Each year I hoped they’d keep, knew they would not.’
“The right balance, then, is about hoping that the blackberries won’t rot but knowing that they would. Between this hope and this knowledge lies the space for action. Therein also lies Khan’s challenge.”
The above lines are from an article I wrote on Nov. 1, 2011 in the Express Tribune, titled, The Future Remains Unlimned. It was about Imran Khan and PTI.
After years of electoral failures, Imran Khan’s Tehreek-e-Insaf had seen a groundswell of support with an impressive rally at Lahore’s Minar-e-Pakistan park. He was gearing up for the polls in 2013, offering an alternative to the voter against his rivals, the Pakistan Peoples Party and the Pakistan Muslim League (Nawaz).
The slogan: tabdeeli (change)—changing the way in which politics was played in this country, improving governance, reforming the system, empowering the people, bringing in clean and accountable government, doing away with political wheeling-dealing and horse-trading, running a party machine with leaders and workers that believed in the vision, and burying dynastic politics and patron-client relations that define much local politics, especially in the rural areas.
In short, this was going to be a total system change, an electoral, bloodless revolution that would end politics as we understand it historically and which subsumes in itself both the idea of interests and conflicts as well as compromise and aggregation.
It was naive, for sure. Just like there’s no end of history, there’s no end to politics and politics is never linear. But to the starry-eyed as well as those outside the system, it looked impressive: the promised land. And it did garner votes, enough for his party to form the government in one province.
But Khan wasn’t happy. His sights were fixed on Islamabad and Islamabad’s path goes through the Punjab. He was learning on the job.
While the rhetoric remained, the chasm continued to grow between theory and praxis. There would be change, but since vision doesn’t have enough steam to bring about such a change, the visionary must get down in the pit and get his hands dirty. He might start looking like those he was out to fight, but he was still above them. His heart was in the right place. In any case, to win needs indulging in and honing the same practices that one sets out to fight, like a contrapuntal movement between vision and reality, Olympian heights and the frivolity and nadir of politics.
But let’s leave Khan here for a while and get back to the former and now-convicted prime minister Nawaz Sharif. The trials and tribulations of Sharif since Panamagate have been written about already by some of the best legal minds in the country.

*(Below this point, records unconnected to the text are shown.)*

pub mod export_xlsx;

pub use export_xlsx::{activity_workbook, export_activity_xlsx};
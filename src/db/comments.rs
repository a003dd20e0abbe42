// src/db/comments.rs
use chrono::{DateTime, Utc};
use rusqlite::{params, Connection};
use serde::Serialize;

use crate::db::{millis_to_utc, new_id};
use crate::errors::ServerError;

pub const MAX_COMMENT_CHARS: usize = 2000;

#[derive(Debug, Clone, PartialEq, Serialize)]
pub struct Comment {
    pub id: String,
    pub customer_id: String,
    pub consultant_id: String,
    pub consultant_name: Option<String>,
    pub body: String,
    pub created_at: DateTime<Utc>,
}

pub fn add_comment(
    conn: &Connection,
    customer_id: &str,
    consultant_id: &str,
    body: &str,
    now: i64,
) -> Result<String, ServerError> {
    let body = body.trim();
    if body.is_empty() {
        return Err(ServerError::BadRequest("comment body is empty".into()));
    }
    if body.chars().count() > MAX_COMMENT_CHARS {
        return Err(ServerError::BadRequest(format!(
            "comment is longer than {MAX_COMMENT_CHARS} characters"
        )));
    }

    let id = new_id();
    conn.execute(
        "insert into comments (id, customer_id, consultant_id, body, created_at) values (?, ?, ?, ?, ?)",
        params![id, customer_id, consultant_id, body, now],
    )
    .map_err(|e| ServerError::DbError(format!("insert comment failed: {e}")))?;

    Ok(id)
}

/// Comments on a customer, newest first.
pub fn list_comments(conn: &Connection, customer_id: &str) -> Result<Vec<Comment>, ServerError> {
    let mut stmt = conn
        .prepare(
            r#"
            select m.id, m.customer_id, m.consultant_id, k.name, m.body, m.created_at
            from comments m
            left join consultants k on k.id = m.consultant_id
            where m.customer_id = ?
            order by m.created_at desc, m.rowid desc
            "#,
        )
        .map_err(|e| ServerError::DbError(e.to_string()))?;

    let rows = stmt
        .query_map(params![customer_id], |row| {
            Ok(Comment {
                id: row.get(0)?,
                customer_id: row.get(1)?,
                consultant_id: row.get(2)?,
                consultant_name: row.get(3)?,
                body: row.get(4)?,
                created_at: millis_to_utc(5, row.get(5)?)?,
            })
        })
        .map_err(|e| ServerError::DbError(e.to_string()))?;

    let mut out = Vec::new();
    for r in rows {
        out.push(r.map_err(|e| ServerError::DbError(e.to_string()))?);
    }
    Ok(out)
}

The most recent article by Babar Sattar lays bare everything that’s bad in the accountability court’s judgment and that’s far more than the remarkably sloppy language in which the verdict has been written.
I don’t have the expertise in matters legal or financial. But what I do know, as a student of political science, is this: what has happened since the formation of the Panamagate investigation team and the Supreme Court verdicts is not an effort to strengthen the accountability mechanism through an institutional approach—which would have been welcome and commendable—but a strategy to get rid of Sharif and, by extension, to bleed the PMLN in the run-up to the polls. Panama was a godsend.
In a way it’s a throwback to the seesaw we saw in the ‘90s. The military acting as the arbiter, playing on and exploiting the terrible fault-line between the PPP and the PMLN. The Charter of Democracy signed between the two parties manifested the realization that if they didn’t play the game according to some basic rules, the elephant will never leave the room.
Let it be said plainly, the principal issue now is not about Sharif’s alleged corruption (one look at the PTI and even a fool would know that) but about the traditional principal contradiction at the heart of which stands the question: who is to govern this country?
Once the PTI wins, and most of us think it will, the party will face this question squarely. The question that has haunted every party in power at the center. It will the PTI, too. There’s no gainsaying it and no escaping it. I dare say that some old hands like Messrs Shah Mehmood Qureshi and Shafqat Mehmood et al already know this. That’s also the point where the party will realize that those who are elevating it will also come collecting IOUs. It’s a simple quid pro quo. Sharif has learnt it after getting bloodied. Khan will learn it too.
Or perhaps I am being generous and he has already made the Faustian bargain, like Sharif did before him. We shall wait to see when the collectors come collecting.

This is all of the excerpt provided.